The take-away here is to be thoughtful as to why you test a person. In this writer’s decades of experience with LD kids, he has found it useful to look for strengths rather than deficits or weaknesses, to design a
Treatment Plan. Explain to the football coach that his low reading grades are due to a learning difference (sadly, often called a learning “disability”) and as it is not due to poor effort, he shouldn’t be thrown of the team due to getting “D’s” on his report card.

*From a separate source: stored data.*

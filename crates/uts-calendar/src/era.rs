//! Japanese era calendar (Gengo)
//!
//! Years are expressed as an offset within a named era rather than a
//! continuous count. The table covers the five modern eras, ordered most
//! recent first; lookup is a linear scan over the five entries.

use uts_core::{CivilDateTime, Timestamp, UtsError, UtsResult};

/// Japanese era identifier
#[derive(Clone, Copy, Debug, PartialEq, Eq, Hash)]
pub enum JapaneseEra {
    /// 2019-05-01 onwards
    Reiwa,
    /// 1989-01-08 to 2019-04-30
    Heisei,
    /// 1926-12-25 to 1989-01-07
    Showa,
    /// 1912-07-30 to 1926-12-24
    Taisho,
    /// 1868-01-25 to 1912-07-29
    Meiji,
}

impl JapaneseEra {
    /// Romanized display name
    pub fn name(self) -> &'static str {
        match self {
            JapaneseEra::Reiwa => "Reiwa",
            JapaneseEra::Heisei => "Heisei",
            JapaneseEra::Showa => "Showa",
            JapaneseEra::Taisho => "Taisho",
            JapaneseEra::Meiji => "Meiji",
        }
    }
}

impl std::fmt::Display for JapaneseEra {
    fn fmt(&self, f: &mut std::fmt::Formatter<'_>) -> std::fmt::Result {
        f.write_str(self.name())
    }
}

/// Era table entry: era and its Gregorian start date
struct EraEntry {
    era: JapaneseEra,
    start_year: i32,
    start_month: u8,
    start_day: u8,
}

/// Most recent first; the scan returns the first era that started on or
/// before the input date
const ERA_TABLE: [EraEntry; 5] = [
    EraEntry {
        era: JapaneseEra::Reiwa,
        start_year: 2019,
        start_month: 5,
        start_day: 1,
    },
    EraEntry {
        era: JapaneseEra::Heisei,
        start_year: 1989,
        start_month: 1,
        start_day: 8,
    },
    EraEntry {
        era: JapaneseEra::Showa,
        start_year: 1926,
        start_month: 12,
        start_day: 25,
    },
    EraEntry {
        era: JapaneseEra::Taisho,
        start_year: 1912,
        start_month: 7,
        start_day: 30,
    },
    EraEntry {
        era: JapaneseEra::Meiji,
        start_year: 1868,
        start_month: 1,
        start_day: 25,
    },
];

/// Resolve a timestamp to its Japanese era and within-era year.
///
/// The within-era year is 1-based (`year - era_start_year + 1`). Dates
/// before the Meiji era start (1868-01-25) fail with `OutOfRange`.
pub fn to_japanese_era(ts: Timestamp) -> UtsResult<(JapaneseEra, i32)> {
    let dt = CivilDateTime::from_nanos(ts.as_unix_nanos());

    for entry in &ERA_TABLE {
        let on_or_after_start = (dt.year, dt.month, dt.day)
            >= (entry.start_year, entry.start_month, entry.start_day);

        if on_or_after_start {
            return Ok((entry.era, dt.year - entry.start_year + 1));
        }
    }

    Err(UtsError::OutOfRange)
}
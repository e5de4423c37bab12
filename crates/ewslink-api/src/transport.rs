// Transport configuration for building the plugin's reqwest::Client.
//
// The client always carries default headers (the XHR marker, optionally a
// session bearer token), so there is a single builder that takes them.

use std::path::PathBuf;
use std::time::Duration;

use crate::error::Error;

const USER_AGENT: &str = concat!("ewslink/", env!("CARGO_PKG_VERSION"));

/// TLS verification mode for the connection to the chat host.
#[derive(Debug, Clone, Default)]
pub enum TlsMode {
    /// Use the system certificate store.
    #[default]
    System,
    /// Use a custom CA certificate from the given PEM file.
    CustomCa(PathBuf),
    /// Accept any certificate (for lab hosts behind self-signed certs).
    DangerAcceptInvalid,
}

/// Transport settings shared by every request the client makes.
#[derive(Debug, Clone)]
pub struct TransportConfig {
    pub tls: TlsMode,
    pub timeout: Duration,
}

impl Default for TransportConfig {
    fn default() -> Self {
        Self {
            tls: TlsMode::System,
            timeout: Duration::from_secs(30),
        }
    }
}

impl TransportConfig {
    /// Build a `reqwest::Client` with the given default headers.
    pub fn build_client(
        &self,
        headers: reqwest::header::HeaderMap,
    ) -> Result<reqwest::Client, Error> {
        let mut builder = reqwest::Client::builder()
            .timeout(self.timeout)
            .user_agent(USER_AGENT)
            .default_headers(headers);

        match &self.tls {
            TlsMode::System => {}
            TlsMode::CustomCa(path) => {
                let cert_pem = std::fs::read(path)
                    .map_err(|e| Error::Tls(format!("failed to read CA cert: {e}")))?;
                let cert = reqwest::Certificate::from_pem(&cert_pem)
                    .map_err(|e| Error::Tls(format!("invalid CA cert: {e}")))?;
                builder = builder.add_root_certificate(cert);
            }
            TlsMode::DangerAcceptInvalid => {
                builder = builder.danger_accept_invalid_certs(true);
            }
        }

        builder
            .build()
            .map_err(|e| Error::Tls(format!("failed to build HTTP client: {e}")))
    }
}
// The plugin slice reducer.
//
// Pure: no I/O, no clock access, no logging. The host dispatches far
// more actions than the slice cares about; anything unrecognized returns
// the state unchanged.

use crate::action::Action;
use crate::state::PluginState;

/// Apply `action` to `state`, returning the next state.
pub fn reduce(mut state: PluginState, action: &Action) -> PluginState {
    match action {
        Action::OpenSettings => {
            state.is_settings_open = true;
        }
        Action::CloseSettings => {
            state.is_settings_open = false;
            state.connection_test_result = None;
        }
        Action::SetCredentials(credentials) => {
            state.credentials = Some(credentials.clone());
        }
        Action::TestConnection(_) => {
            state.is_testing_connection = true;
            state.connection_test_result = None;
        }
        _ => {}
    }
    state
}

If the objective is to improve reading comprehension to grade level, offer him reading subject matter of high interest – low readability, to get him to practice and enjoy reading for content rather than phonics. Play to his interests (strengths) by giving him reading regard his interests (e.g., football). Set him up as a volunteer with younger kids, helping them learn the alphabet to enhance his confidence. We have no “cures” in psychology, but we can enhance the natural learning capacity in people through motivation, exposure to practice and encouragement. Write your treatment plan (recommendations in a report) focusing on the strengths you find, rather than attempting to treat deficits. Acknowledge the deficits/weaknesses for diagnosing medical sign, symptoms and problems, as you must, to get paid via medical insurance which requires a medical model. But, use a motivational model based on strengths and interests, not a medical model, to guide your recommendations.
We have a disease care, not a health care, system in the US. Consider the definition of “patient” vs. “client.” The archaic meaning of “patient” refers to a sufferer or victim. It implies a person who suffers while showing fortitude (patience) as they undergo medical care. Now consider the definition of a “client” who is a person who seeks advice and guidance from a professional. Which would you rather have – patients or clients – in your practice? The attempt to apply a medical model in mental health creates the perception that patients seek to repair their mental health in treatment; i.e. regain happiness. However, mental health clinicians don’t treat/repair people, instead they help their clients develop better, realistic coping strategies to manage problems in their lives.